外気温によってどの程度左右されるか微妙なところですが、ここでは床下温度が外気温より高いため、外気温に対する熱貫流の0.6倍程度になる、と見込んでおきます。
例えば、室温23℃外気0℃なら、熱損失[W]=0.47[W/㎡K]×3[㎡]×(23-0)[K]×0.6=19.5[W]くらいとする、ということです。
各部屋の月別設定温度算出方法と結果
上記を考慮して計算するように、Pythonプログラムを修正しました。計算方法としては以下になります。

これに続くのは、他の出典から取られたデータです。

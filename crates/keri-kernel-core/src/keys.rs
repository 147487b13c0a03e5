//! Deterministic key management and pre-rotation digests.
//!
//! Seeds are derived from a recovery phrase with HKDF-SHA256 so any key in the
//! chain can be regenerated on demand without persisting private material:
//!
//! ```text
//! seed = HKDF-SHA256(salt = "keri-kernel/seed/v1", ikm = normalize(phrase), info = path)
//! ```
//!
//! The path names a rotation and a key index (`{stem}/{rotation}/{index}`), so
//! the keys of rotation `n + 1` are known to the controller while only their
//! digests appear in rotation `n`.

use hkdf::Hkdf;
use sha2::Sha256;
use std::fmt;
use zeroize::{Zeroize, ZeroizeOnDrop, Zeroizing};

use crate::crypto::{Blake3Hash, Ed25519PublicKey, Keypair};
use crate::error::CoreError;
use crate::types::Said;

/// Salt for seed derivation (domain separation).
pub const SEED_SALT: &[u8] = b"keri-kernel/seed/v1";

/// Default path stem for signing keys.
pub const DEFAULT_STEM: &str = "signing";

/// A 32-byte private seed. Zeroized on drop.
#[derive(Clone, Zeroize, ZeroizeOnDrop)]
pub struct Seed([u8; 32]);

impl Seed {
    /// Get the raw seed bytes.
    pub fn as_bytes(&self) -> &[u8; 32] {
        &self.0
    }
}

impl fmt::Debug for Seed {
    fn fmt(&self, f: &mut fmt::Formatter<'_>) -> fmt::Result {
        f.write_str("Seed(<redacted>)")
    }
}

/// Collapse runs of whitespace and lowercase the phrase.
pub fn normalize_phrase(phrase: &str) -> String {
    phrase
        .split_whitespace()
        .map(|w| w.to_lowercase())
        .collect::<Vec<_>>()
        .join(" ")
}

/// Derive a seed from a recovery phrase and a derivation path.
pub fn derive_seed(phrase: &str, path: &str) -> Result<Seed, CoreError> {
    let normalized = Zeroizing::new(normalize_phrase(phrase));
    if normalized.is_empty() {
        return Err(CoreError::EmptyPhrase);
    }

    let hkdf = Hkdf::<Sha256>::new(Some(SEED_SALT), normalized.as_bytes());
    let mut seed = Seed([0u8; 32]);
    hkdf.expand(path.as_bytes(), &mut seed.0)
        .map_err(|_| CoreError::KeyDerivation)?;
    Ok(seed)
}

/// Build the Ed25519 keypair for a seed.
pub fn keypair_from(seed: &Seed) -> Keypair {
    Keypair::from_seed(seed.as_bytes())
}

/// The pre-rotation digest of a public key: Blake3-256 over the raw key bytes.
pub fn next_key_digest(key: &Ed25519PublicKey) -> Said {
    Said::from_digest(&Blake3Hash::hash(key.as_bytes()))
}

/// Digests for a list of keys, in order.
pub fn next_key_digests(keys: &[Ed25519PublicKey]) -> Vec<Said> {
    keys.iter().map(next_key_digest).collect()
}

/// A derivation path: `{stem}/{rotation}/{index}`.
#[derive(Debug, Clone, PartialEq, Eq, Hash)]
pub struct KeyPath {
    pub stem: String,
    pub rotation: u32,
    pub index: u32,
}

impl KeyPath {
    pub fn new(stem: impl Into<String>, rotation: u32, index: u32) -> Self {
        Self {
            stem: stem.into(),
            rotation,
            index,
        }
    }
}

impl fmt::Display for KeyPath {
    fn fmt(&self, f: &mut fmt::Formatter<'_>) -> fmt::Result {
        write!(f, "{}/{}/{}", self.stem, self.rotation, self.index)
    }
}

/// Keys in force for one rotation, plus the commitment to the next rotation.
#[derive(Debug, Clone)]
pub struct KeySet {
    /// Signing keypairs for the current rotation.
    pub signers: Vec<Keypair>,
    /// Public keys of the current rotation.
    pub current: Vec<Ed25519PublicKey>,
    /// Public keys of the next rotation (kept secret until revealed).
    pub next: Vec<Ed25519PublicKey>,
    /// Digests of `next`, published in the establishment event.
    pub next_digests: Vec<Said>,
}

/// Regenerates every key of an identifier from its recovery phrase.
pub struct KeyChain {
    phrase: Zeroizing<String>,
    stem: String,
    key_count: u32,
}

impl KeyChain {
    /// A chain with one signing key per rotation.
    pub fn new(phrase: &str) -> Result<Self, CoreError> {
        Self::with_options(phrase, DEFAULT_STEM, 1)
    }

    /// A chain with a custom stem and number of keys per rotation.
    pub fn with_options(phrase: &str, stem: &str, key_count: u32) -> Result<Self, CoreError> {
        let phrase = Zeroizing::new(normalize_phrase(phrase));
        if phrase.is_empty() {
            return Err(CoreError::EmptyPhrase);
        }
        if key_count == 0 {
            return Err(CoreError::invalid("key_count", "must be at least 1"));
        }
        Ok(Self {
            phrase,
            stem: stem.to_string(),
            key_count,
        })
    }

    /// Number of keys per rotation.
    pub fn key_count(&self) -> u32 {
        self.key_count
    }

    /// Keypairs for a rotation index.
    pub fn keypairs(&self, rotation: u32) -> Result<Vec<Keypair>, CoreError> {
        (0..self.key_count)
            .map(|index| {
                let path = KeyPath::new(self.stem.clone(), rotation, index);
                let seed = derive_seed(&self.phrase, &path.to_string())?;
                Ok(keypair_from(&seed))
            })
            .collect()
    }

    /// The key set in force after `rotation` establishment events.
    ///
    /// Rotation 0 is the inception; its next keys are those of rotation 1.
    pub fn key_set(&self, rotation: u32) -> Result<KeySet, CoreError> {
        let next_rotation = rotation
            .checked_add(1)
            .ok_or_else(|| CoreError::invalid("rotation", "overflow"))?;

        let signers = self.keypairs(rotation)?;
        let current = signers.iter().map(Keypair::public_key).collect();
        let next: Vec<Ed25519PublicKey> = self
            .keypairs(next_rotation)?
            .iter()
            .map(Keypair::public_key)
            .collect();
        let next_digests = next_key_digests(&next);

        Ok(KeySet {
            signers,
            current,
            next,
            next_digests,
        })
    }
}

impl fmt::Debug for KeyChain {
    fn fmt(&self, f: &mut fmt::Formatter<'_>) -> fmt::Result {
        f.debug_struct("KeyChain")
            .field("stem", &self.stem)
            .field("key_count", &self.key_count)
            .finish_non_exhaustive()
    }
}

#[cfg(test)]
mod tests {
    use super::*;

    const PHRASE: &str = "abandon ability able about above absent absorb abstract";

    #[test]
    fn test_seed_deterministic() {
        let a = derive_seed(PHRASE, "signing/0/0").unwrap();
        let b = derive_seed(PHRASE, "signing/0/0").unwrap();
        assert_eq!(a.as_bytes(), b.as_bytes());
    }

    #[test]
    fn test_seed_depends_on_path_and_phrase() {
        let a = derive_seed(PHRASE, "signing/0/0").unwrap();
        let b = derive_seed(PHRASE, "signing/1/0").unwrap();
        let c = derive_seed("another phrase entirely", "signing/0/0").unwrap();
        assert_ne!(a.as_bytes(), b.as_bytes());
        assert_ne!(a.as_bytes(), c.as_bytes());
    }

    #[test]
    fn test_phrase_normalization() {
        let messy = "  Abandon   ABILITY able\tabout above absent absorb abstract \n";
        let a = derive_seed(messy, "p").unwrap();
        let b = derive_seed(PHRASE, "p").unwrap();
        assert_eq!(a.as_bytes(), b.as_bytes());
    }

    #[test]
    fn test_empty_phrase_rejected() {
        assert_eq!(derive_seed("   ", "p").unwrap_err(), CoreError::EmptyPhrase);
        assert!(KeyChain::new("").is_err());
    }

    #[test]
    fn test_seed_debug_redacted() {
        let seed = derive_seed(PHRASE, "p").unwrap();
        assert_eq!(format!("{:?}", seed), "Seed(<redacted>)");
    }

    #[test]
    fn test_next_key_digest_over_raw_bytes() {
        let kp = keypair_from(&derive_seed(PHRASE, "p").unwrap());
        let pk = kp.public_key();
        let expected = Said::from_digest(&Blake3Hash::hash(pk.as_bytes()));
        assert_eq!(next_key_digest(&pk), expected);
    }

    #[test]
    fn test_key_path_display() {
        assert_eq!(KeyPath::new("signing", 2, 1).to_string(), "signing/2/1");
    }

    #[test]
    fn test_key_chain_commits_to_next_rotation() {
        let chain = KeyChain::with_options(PHRASE, DEFAULT_STEM, 2).unwrap();
        let zero = chain.key_set(0).unwrap();
        let one = chain.key_set(1).unwrap();

        assert_eq!(zero.current.len(), 2);
        assert_eq!(zero.next, one.current);
        assert_eq!(zero.next_digests, next_key_digests(&one.current));
        assert_ne!(zero.current, one.current);
    }
}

(1) Excelファイル(home_parameter.xlsx)のroom_paramシートに、室毎のパラメータを記載する
(2) 同じExcelファイルのheat_transfer_coefシートに、壁・窓・玄関ドアなどの熱貫流率を記載して保存する
(3) コマンドプロンプトからpython floor_heating_setpoint.py
を実行する
これで、各部屋の月別の床暖房設定温度目安が出力されます。
我が家のi-smileで11月~3月の床暖房設定目安を計算した例を以下に記載します。
11月
部屋 | 通常温度 | セーブ温度 |
---|---|---|
リビング | 27 | 24 |
1F廊下トイレ | 29 | 25 |
洗面室・風呂 | 29 | 26 |
洋室1 | 28 | 25 |
洋室2 | 25 | 22 |
書斎 | 24 | 23 |
寝室・2F廊下トイレ | 24 | 22 |
12月
部屋 | 通常温度 | セーブ温度 |
---|---|---|
リビング | 30 | 27 |
1F廊下トイレ | 32 | 28 |
洗面室・風呂 | 33 | 29 |
洋室1 | 32 | 28 |
洋室2 | 28 | 25 |
書斎 | 27 | 24 |
寝室・2F廊下トイレ | 26 | 23 |
1月
部屋 | 通常温度 | セーブ温度 |
---|---|---|
リビング | 31 | 28 |
1F廊下トイレ | 34 | 30 |
洗面室・風呂 | 34 | 30 |
洋室1 | 33 | 29 |
洋室2 | 29 | 26 |
書斎 | 29 | 25 |
寝室・2F廊下トイレ | 27 | 24 |
2月
部屋 | 通常温度 | セーブ温度 |
---|---|---|
リビング | 31 | 28 |
1F廊下トイレ | 33 | 29 |
洗面室・風呂 | 33 | 30 |
洋室1 | 33 | 29 |
洋室2 | 29 | 26 |
書斎 | 28 | 25 |
寝室・2F廊下トイレ | 27 | 24 |
3月
部屋 | 通常温度 | セーブ温度 |
---|---|---|
リビング | 30 | 26 |
1F廊下トイレ | 32 | 27 |
洗面室・風呂 | 32 | 28 |
洋室1 | 31 | 26 |
洋室2 | 28 | 24 |
書斎 | 27 | 23 |
寝室・2F廊下トイレ | 26 | 22 |
傾向としては、以下がありそうです。
- 玄関に続く廊下や風呂などは、床暖面積に対して、熱損失のある外壁・土間や床暖のない床の面積が大きいため、高めの設定温度にする
- 1Fに対して2F(最上階)は天井からの熱損失があるため、高めの設定にする
- ただし、内部熱負荷の高い部屋はそこまで高い設定にしなくともよい
とりあえず、これでまた運用して様子見してみようと思います。